Bookings for these classes “stopped dead” as the COVID-19 pandemic took hold in Australia, says Goodwin, and after postponing a number of cooking classes in March and April, she eventually decided to close the school’s doors when it became clear it would no longer be possible to keep people safe while running classes of the size she needed to.
Goodwin says she closely followed guidelines being set for restaurants and cafes, as that’s the sector her business most closely aligns with, and was not in a position to keep offering classes with fewer people.
“I don’t break even if I do that,” she explains.
“Hospitality has very, very tight margins; it’s not like turning a little car around.”
Like countless other small business owners, this decision to temporarily close, needed to be followed by conversations with employees.
“I thought they would all be stood down, until the JobKeeper scheme came along,” says Goodwin.
“I had already phoned all the team and said, ‘I’m terribly sorry, we have to close our doors and there’s not going to be any shifts.’”
Goodwin says she is devastated that she’s not able to do more to help two of her casual employees who have not been with the business for 12 months, and therefore, do not qualify for JobKeeper payments.
“They’re younger people, who live at home … so I’m not putting them out on the street, but it’s still devastating,” she says.
The extension to Goodwin’s mortgage will be enough to cover her other employees’ wages for April, but speaking to SmartCompany on Tuesday, May 4, the day the JobKeeper payments were expected to arrive, she said she was still waiting to see the subsidies in her account.

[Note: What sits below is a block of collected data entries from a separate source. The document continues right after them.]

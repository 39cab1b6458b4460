use dashmap::DashMap;
use dashmap::mapref::entry::Entry;
use rand::rngs::StdRng;
use rand::{Rng, SeedableRng};
use sketch_core::{Effects, Room};
use sketch_types::{RoomError, RoomId, RoomSummary, SessionId};
use std::sync::{Arc, Mutex};
use tokio::sync::{MutexGuard, watch};
use tokio::task::JoinHandle;
use tracing::info;

const ROOM_CODE_ALPHABET: &[u8] = b"ABCDEFGHIJKLMNOPQRSTUVWXYZ0123456789";
pub const ROOM_CODE_LENGTH: usize = 6;

/// Everything guarded by a room's lock.
pub struct RoomSlot {
    pub room: Room,
    pub rng: StdRng,
    pub round_timer: Option<JoinHandle<()>>,
    pub pending: Option<JoinHandle<()>>,
    pub closed: bool,
}

impl RoomSlot {
    /// Cancel every task still attached to the room.
    pub fn close(&mut self) {
        self.closed = true;
        if let Some(timer) = self.round_timer.take() {
            timer.abort();
        }
        if let Some(pending) = self.pending.take() {
            pending.abort();
        }
    }
}

pub struct RoomHandle {
    pub id: RoomId,
    slot: tokio::sync::Mutex<RoomSlot>,
    summary: watch::Sender<RoomSummary>,
}

impl RoomHandle {
    fn new(room: Room, rng: StdRng) -> Self {
        let (summary, _) = watch::channel(room.summary());
        Self {
            id: room.id.clone(),
            slot: tokio::sync::Mutex::new(RoomSlot {
                room,
                rng,
                round_timer: None,
                pending: None,
                closed: false,
            }),
            summary,
        }
    }

    pub async fn lock(&self) -> MutexGuard<'_, RoomSlot> {
        self.slot.lock().await
    }

    /// Last published summary; never waits on the room lock.
    pub fn summary(&self) -> RoomSummary {
        self.summary.borrow().clone()
    }

    pub fn publish(&self, room: &Room) {
        self.summary.send_replace(room.summary());
    }
}

/// Live rooms by code and the room each session belongs to.
pub struct RoomRegistry {
    rooms: DashMap<RoomId, Arc<RoomHandle>>,
    sessions: DashMap<SessionId, RoomId>,
    rng: Mutex<StdRng>,
}

impl RoomRegistry {
    pub fn new(seed: Option<u64>) -> Self {
        let rng = match seed {
            Some(seed) => StdRng::seed_from_u64(seed),
            None => StdRng::from_os_rng(),
        };
        Self {
            rooms: DashMap::new(),
            sessions: DashMap::new(),
            rng: Mutex::new(rng),
        }
    }

    fn with_rng<T>(&self, f: impl FnOnce(&mut StdRng) -> T) -> T {
        let mut rng = self.rng.lock().unwrap_or_else(|poisoned| poisoned.into_inner());
        f(&mut rng)
    }

    fn generate_code(&self) -> RoomId {
        self.with_rng(|rng| {
            (0..ROOM_CODE_LENGTH)
                .map(|_| ROOM_CODE_ALPHABET[rng.random_range(0..ROOM_CODE_ALPHABET.len())] as char)
                .collect()
        })
    }

    /// Allocate an unused code, build the room with it and register it.
    ///
    /// Codes are retried until one is free. Nothing is registered when `build`
    /// fails.
    pub fn create_room<F>(&self, build: F) -> Result<(Arc<RoomHandle>, Effects), RoomError>
    where
        F: FnOnce(RoomId) -> Result<(Room, Effects), RoomError>,
    {
        loop {
            let code = self.generate_code();
            match self.rooms.entry(code.clone()) {
                Entry::Occupied(_) => {
                    tracing::debug!("Room code {} already taken, retrying", code);
                }
                Entry::Vacant(vacant) => {
                    let (room, effects) = build(code)?;
                    let rng = self.with_rng(|master| StdRng::from_rng(master));
                    let handle = Arc::new(RoomHandle::new(room, rng));
                    vacant.insert(handle.clone());
                    return Ok((handle, effects));
                }
            }
        }
    }

    pub fn get_room(&self, id: &str) -> Option<Arc<RoomHandle>> {
        self.rooms.get(id).map(|entry| entry.value().clone())
    }

    pub fn remove_room(&self, id: &str) {
        if self.rooms.remove(id).is_some() {
            info!("Room {} destroyed", id);
        }
    }

    pub fn map_session(&self, session: SessionId, room_id: RoomId) {
        self.sessions.insert(session, room_id);
    }

    /// Forget a session's membership if it still points at `room_id`.
    pub fn unmap_session(&self, session: SessionId, room_id: &str) {
        self.sessions.remove_if(&session, |_, mapped| mapped == room_id);
    }

    pub fn room_id_for_session(&self, session: SessionId) -> Option<RoomId> {
        self.sessions.get(&session).map(|entry| entry.value().clone())
    }

    pub fn room_for_session(&self, session: SessionId) -> Option<Arc<RoomHandle>> {
        let room_id = self.room_id_for_session(session)?;
        self.get_room(&room_id)
    }

    /// Public rooms for browsing, built from published summaries.
    pub fn list_public(&self) -> Vec<RoomSummary> {
        let mut rooms: Vec<RoomSummary> = self
            .rooms
            .iter()
            .map(|entry| entry.value().summary())
            .filter(|summary| !summary.is_private)
            .collect();
        rooms.sort_by(|a, b| a.id.cmp(&b.id));
        rooms
    }

    pub fn room_count(&self) -> usize {
        self.rooms.len()
    }

    pub fn session_count(&self) -> usize {
        self.sessions.len()
    }
}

Goodwin doesn’t anticipate there will be any issues with her JobKeeper enrolment, given the careful research she conducted before applying, but admits she’s now relying on that money coming through.
“If something goes awry, I’m stuffed,” she says.
“I now need that lump sum to pay the next lot of wages, and I won’t be able to pay my mortgage back until six months.
“There’s interest on the mortgage so it is costing me money personally.
“But I do consider it to be worth it; I’m so grateful people can be earning an income.”
‘A long time to regain momentum’
Julie’s Place has been able to access other forms of government assistance, with Goodwin describing a $10,000 small business support grant from the New South Wales government as “brilliant”.
The grant was to go towards business ongoings, and Goodwin was able to use it to immediately pay electricity bills and other costs. The best part was that the process for applying and receiving the funds was swift.
The business needed to have annual turnover of more than $75,000 and be able to prove its revenue had fallen by 75%.
“It was a very simple process: my accountant wrote a letter … it was approved immediately, and the money was in my bank account in a few days,” Goodwin explains.
“That was brilliant; it’s nice to see your tax dollars flowing back towards you in a time like this.”
While NSW has now begun the process of easing some coronavirus restrictions, Goodwin says she and her team will be “totally guided by the government” about when it will be the right time to reopen the cooking school, and she expects this will be when cafes and restaurants also start returning to normal trade.
It won’t be a quick return full bookings though, Goodwin says, and the business has some hard work ahead.
“We’re a bit different; there’s about a three-month lead time [for bookings]. It’s going to take a long time to regain the momentum we had going,” she says.
In the meantime, she’s taking the time to refresh the fit-out in the school, and busily preparing take-home platters for Mother’s Day for customers, full of her well-known home cooking.
“It’s going to be a massive week, this week,” she says.
“My sons and husband will be out doing deliveries. We are a tiny little business, but it’s nice to have something flowing in again.”